## To do
Below are some entries. Repeat exactly the lines from the one with "read or write" through the one with "loading and synchronization", and only those.

## Listed entries
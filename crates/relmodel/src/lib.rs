//! Relation-aware record mapping for embedded SQLite databases.
//!
//! Declare record types with [`model!`], tag their fields, and read or write
//! whole aggregates: `has_one`, `has_many` and `many_to_many` relations are
//! loaded to a bounded depth on reads and reconciled on writes.
//!
//! # Example
//!
//! ```ignore
//! use relmodel::prelude::*;
//!
//! model! {
//!     #[table = "author"]
//!     #[derive(Debug, Default, Clone)]
//!     pub struct Author {
//!         #[orm = "primary,ref=author_id"]
//!         pub id: i64,
//!         #[orm = "unique"]
//!         pub name: String,
//!         #[orm = "many_to_many,table=author_tag"]
//!         pub tags: RelatedMany<Tag>,
//!     }
//! }
//!
//! let conn = SqliteConnection::open_memory()?;
//! let cx = Cx::new();
//! upsert(&cx, &conn, &mut author)?;
//! let authors: Vec<Author> = query_many(&cx, &conn, &Options::default())?;
//! ```
//!
//! # Crates
//!
//! - `relmodel-core`: record contract, introspection, values, errors
//! - `relmodel-query`: options and statement builders
//! - `relmodel-session`: reads, writes, relation loading and synchronization
//! - `relmodel-sqlite`: the SQLite driver (feature `sqlite`, on by default)

pub use relmodel_core::model;
pub use relmodel_core::{
    CancelHandle, ConfigError, Connection, ConstraintKind, Cx, Error, ExecResult, FieldDef,
    FieldDescriptor, FieldKind, FieldShape, FieldType, FieldValue, Junction, JunctionCondition,
    KeyColumn, Model, ModelDescriptor, ModelSchema, NotFoundError, QueryError, QueryErrorKind,
    Related, RelatedMany, RelationInfo, RelationKind, Result, Row, ScalarValue, Table, Tag,
    TypeError, Value,
};
pub use relmodel_query::{
    Cond, DEFAULT_RELATION_DEPTH, DEFAULT_TIMEOUT, Divider, Operator, Options, OrderBy,
    RelatedFilter, Where,
};
pub use relmodel_session::{
    ResolutionGuard, SaveMode, count, delete, insert, query_into, query_many, query_one, update,
    update_deep, upsert,
};
#[cfg(feature = "sqlite")]
pub use relmodel_sqlite::{SqliteConfig, SqliteConnection};

pub use relmodel_query as query;
pub use relmodel_session as session;
#[cfg(feature = "sqlite")]
pub use relmodel_sqlite as sqlite;

/// Everything needed to declare records and run operations.
pub mod prelude {
    pub use crate::model;
    pub use crate::{
        Cond, Connection, Cx, Divider, Error, Model, Operator, Options, OrderBy, Related,
        RelatedMany, Result, Table, Value, Where, count, delete, insert, query_into, query_many,
        query_one, update, update_deep, upsert,
    };
    #[cfg(feature = "sqlite")]
    pub use crate::{SqliteConfig, SqliteConnection};
}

## Answer space
//! Declare record types with [`model!`], tag their fields, and read or write
//! whole aggregates: `has_one`, `has_many` and `many_to_many` relations are
//! loaded to a bounded depth on reads and reconciled on writes.
//!
//! # Example
//!
//! ```ignore
//! use relmodel::prelude::*;
//!
//! model! {
//!     #[table = "author"]
//!     #[derive(Debug, Default, Clone)]
//!     pub struct Author {
//!         #[orm = "primary,ref=author_id"]
//!         pub id: i64,
//!         #[orm = "unique"]
//!         pub name: String,
//!         #[orm = "many_to_many,table=author_tag"]
//!         pub tags: RelatedMany<Tag>,
//!     }
//! }
//!
//! let conn = SqliteConnection::open_memory()?;
//! let cx = Cx::new();
//! upsert(&cx, &conn, &mut author)?;
//! let authors: Vec<Author> = query_many(&cx, &conn, &Options::default())?;
//! ```
//!
//! # Crates
//!
//! - `relmodel-core`: record contract, introspection, values, errors
//! - `relmodel-query`: options and statement builders
//! - `relmodel-session`: reads, writes, relation loading and synchronization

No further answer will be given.